如前所述,证人证言表明陈满案发当晚七点钟左右才在宁屯大厦装修工地吃完饭,电视播放新闻联播时陈满还在,七点半新闻联播完了之后大家打麻将,那时候陈满也还在。没有任何证人作证说看见陈满在案发时间离开了宁屯大厦;也没有任何证人作证说看见陈满案发时出现在案发现场附近。因此,说陈满有作案时间完全是没有任何根据的猜测,与案件事实的认定应当建立在证据基础上的现代刑事诉讼原则(证据裁判主义)相悖。

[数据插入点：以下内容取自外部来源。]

#![forbid(unsafe_code)]

//! Structural complexity of validated flow graphs.
//!
//! Nodes are the distinct endpoints of the document's edges; parallel edges
//! collapse into one. The cyclomatic figure `E - N + 2` assumes a single
//! connected component with one entry and one exit. Disconnected documents
//! still get the formula applied; [`analyze`] reports the component count so
//! callers can tell when the number is unreliable.

use df_core::Metrics;
use df_parser::GraphDocument;
use petgraph::algo::connected_components;
use petgraph::graphmap::DiGraphMap;
use serde::Serialize;
use thiserror::Error;
use tracing::{debug, warn};

#[derive(Debug, Clone, PartialEq, Eq, Error)]
pub enum MetricsError {
    #[error("edge {index} has an empty endpoint")]
    EmptyEndpoint { index: usize },
    #[error("count {count} does not fit in a signed 64-bit integer")]
    Overflow { count: usize },
}

/// [`Metrics`] plus the structural facts behind them.
#[derive(Debug, Clone, Copy, PartialEq, Eq, Serialize)]
#[serde(rename_all = "camelCase")]
pub struct MetricsReport {
    pub metrics: Metrics,
    /// Weakly connected components among edge endpoints.
    pub components: usize,
    pub self_loops: usize,
    /// Edge statements folded into an existing `(source, destination)` pair.
    pub collapsed_duplicates: usize,
    /// Declared nodes that never appear on an edge and are not counted.
    pub isolated_nodes: usize,
}

impl MetricsReport {
    /// Whether the cyclomatic figure can be read at face value.
    #[must_use]
    pub fn is_single_component(&self) -> bool {
        self.components <= 1
    }
}

/// Node count, edge count and cyclomatic complexity for a document.
///
/// Never fails: an anomaly yields [`Metrics::zeroed`] and a warning.
#[must_use]
pub fn compute_metrics(document: &GraphDocument) -> Metrics {
    analyze(document).metrics
}

/// Full structural report. Degrades the same way as [`compute_metrics`].
#[must_use]
pub fn analyze(document: &GraphDocument) -> MetricsReport {
    let parsed = document.parsed_graph();
    let pairs: Vec<(&str, &str)> = parsed.edge_pairs().collect();

    let mut report = match report_from_edges(&pairs) {
        Ok(report) => report,
        Err(error) => {
            warn!(%error, digest = %document.digest(), "metrics degraded to zero");
            return MetricsReport {
                metrics: Metrics::zeroed(),
                components: 0,
                self_loops: 0,
                collapsed_duplicates: 0,
                isolated_nodes: 0,
            };
        }
    };

    report.isolated_nodes = parsed
        .nodes
        .iter()
        .filter(|node| {
            !pairs
                .iter()
                .any(|(from, to)| *from == node.name || *to == node.name)
        })
        .count();

    if !report.is_single_component() {
        warn!(
            components = report.components,
            "graph has several components; cyclomatic complexity is unreliable"
        );
    }
    debug!(
        nodes = report.metrics.node_count,
        edges = report.metrics.edge_count,
        cyclomatic = report.metrics.cyclomatic_complexity,
        "computed graph metrics"
    );
    report
}

/// Metrics over raw `(source, destination)` pairs.
pub fn metrics_from_edges(pairs: &[(&str, &str)]) -> Result<Metrics, MetricsError> {
    report_from_edges(pairs).map(|report| report.metrics)
}

fn report_from_edges(pairs: &[(&str, &str)]) -> Result<MetricsReport, MetricsError> {
    let mut graph: DiGraphMap<&str, ()> = DiGraphMap::new();
    for (index, &(from, to)) in pairs.iter().enumerate() {
        if from.is_empty() || to.is_empty() {
            return Err(MetricsError::EmptyEndpoint { index });
        }
        graph.add_edge(from, to, ());
    }

    let node_count = graph.node_count();
    let edge_count = graph.edge_count();
    for count in [node_count, edge_count] {
        if i64::try_from(count).is_err() {
            return Err(MetricsError::Overflow { count });
        }
    }

    let self_loops = graph.all_edges().filter(|(from, to, _)| from == to).count();
    let components = if node_count == 0 {
        0
    } else {
        connected_components(&graph)
    };

    Ok(MetricsReport {
        metrics: Metrics::from_counts(node_count, edge_count),
        components,
        self_loops,
        collapsed_duplicates: pairs.len() - edge_count,
        isolated_nodes: 0,
    })
}

#[cfg(test)]
mod tests {
    use super::{MetricsError, analyze, compute_metrics, metrics_from_edges};
    use df_core::Metrics;
    use df_parser::validate;
    use proptest::prelude::*;

    #[test]
    fn linear_chain_has_complexity_one() {
        let document = validate("digraph G { a -> b; b -> c; }").expect("valid");
        assert_eq!(compute_metrics(&document), Metrics::from_counts(3, 2));
        assert_eq!(compute_metrics(&document).cyclomatic_complexity, 1);
    }

    #[test]
    fn branch_and_merge_adds_a_path() {
        let document = validate(
            "digraph { start -> check; check -> yes [label=\"ok\"]; check -> no; yes -> end; no -> end; }",
        )
        .expect("valid");
        let metrics = compute_metrics(&document);
        assert_eq!(metrics.node_count, 5);
        assert_eq!(metrics.edge_count, 5);
        assert_eq!(metrics.cyclomatic_complexity, 2);
    }

    #[test]
    fn parallel_edges_collapse_and_quotes_are_ignored() {
        let document = validate("digraph { \"a\" -> b; a -> b; a -> a; }").expect("valid");
        let report = analyze(&document);
        assert_eq!(report.metrics.node_count, 2);
        assert_eq!(report.metrics.edge_count, 2);
        assert_eq!(report.collapsed_duplicates, 1);
        assert_eq!(report.self_loops, 1);
    }

    #[test]
    fn subgraph_edges_are_counted() {
        let document =
            validate("digraph { subgraph cluster_a { a -> b } b -> {c d} }").expect("valid");
        let metrics = compute_metrics(&document);
        assert_eq!(metrics.node_count, 4);
        assert_eq!(metrics.edge_count, 3);
    }

    #[test]
    fn disconnected_graph_is_reported() {
        let document = validate("digraph { a -> b; c -> d; lonely; }").expect("valid");
        let report = analyze(&document);
        assert_eq!(report.components, 2);
        assert!(!report.is_single_component());
        assert_eq!(report.isolated_nodes, 1);
        assert_eq!(report.metrics.cyclomatic_complexity, 0);
    }

    #[test]
    fn graph_without_edges_has_empty_counts() {
        let document = validate("digraph { a; b; }").expect("valid");
        let report = analyze(&document);
        assert_eq!(report.metrics, Metrics::from_counts(0, 0));
        assert_eq!(report.components, 0);
        assert_eq!(report.isolated_nodes, 2);
    }

    #[test]
    fn empty_endpoint_is_an_anomaly() {
        assert_eq!(
            metrics_from_edges(&[("a", "b"), ("", "c")]),
            Err(MetricsError::EmptyEndpoint { index: 1 })
        );
    }

    #[test]
    fn report_serializes_in_camel_case() {
        let document = validate("digraph { a -> b }").expect("valid");
        let json = serde_json::to_string(&analyze(&document)).expect("serialize");
        assert!(json.contains("\"collapsedDuplicates\":0"));
        assert!(json.contains("\"nodeCount\":2"));
    }

    proptest! {
        #![proptest_config(ProptestConfig::with_cases(64))]

        #[test]
        fn prop_formula_holds_for_edge_lists(edges in prop::collection::vec((0_u8..12, 0_u8..12), 0..40)) {
            let names: Vec<(String, String)> = edges
                .iter()
                .map(|(from, to)| (format!("n{from}"), format!("n{to}")))
                .collect();
            let pairs: Vec<(&str, &str)> = names
                .iter()
                .map(|(from, to)| (from.as_str(), to.as_str()))
                .collect();
            let metrics = metrics_from_edges(&pairs).expect("non-empty names");
            prop_assert_eq!(
                metrics.cyclomatic_complexity,
                metrics.edge_count as i64 - metrics.node_count as i64 + 2
            );
            prop_assert!(metrics.edge_count <= pairs.len());
        }
    }
}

在这种主观臆断的推断下,陈满要在办案人员想象出来的二十至三十分钟内完成离开宁屯大厦、敲开被害人房门、寒暄、喝酒、争执、杀人、放火、离开杀人现场、更换衣服、抄近路回到宁屯大厦等一系列动作,然后再若无其事地给正在宁屯大厦看电视、打麻将的装修工人们以及业主们端茶倒水。即使是受过专业训练的特工也不一定能够做到,何况是老实忠厚的陈满。这种推断不仅没有任何证据支持,也与人们的常识完全相悖。


(四)新证据证明陈满既没有作案时间和作案动机,案发后其行动也无异常,且其性格也不符合杀人凶手所具有的凶狠残忍的特征


值得指出的是,本案再审过程中,合议庭重新走访了案中的关键证人。这些新取得的证人证言从各个方面说明本案不可能是陈满所为。


首先,证人证言证明陈满没有作案时间。杨锡春在新的证言中明确表示,陈满在案发时在宁屯大厦,一直没有离开过。


其次,新的证人证言表明陈满没有作案动机。几份证人证言都显示,陈满与钟作宽关系很好。曾五平的证言还表明,因陈满与钟作宽是老乡,他和钟作宽的关系好于其他人;钟作宽是一个说话很随性的人,平时对其他人也会讲“打死你”之类的话,并不表明这是有什么深仇大恨,他与陈满也没有深仇大恨。章惠胜的证言还证明,钟作宽还曾叮嘱章惠胜多关照陈满。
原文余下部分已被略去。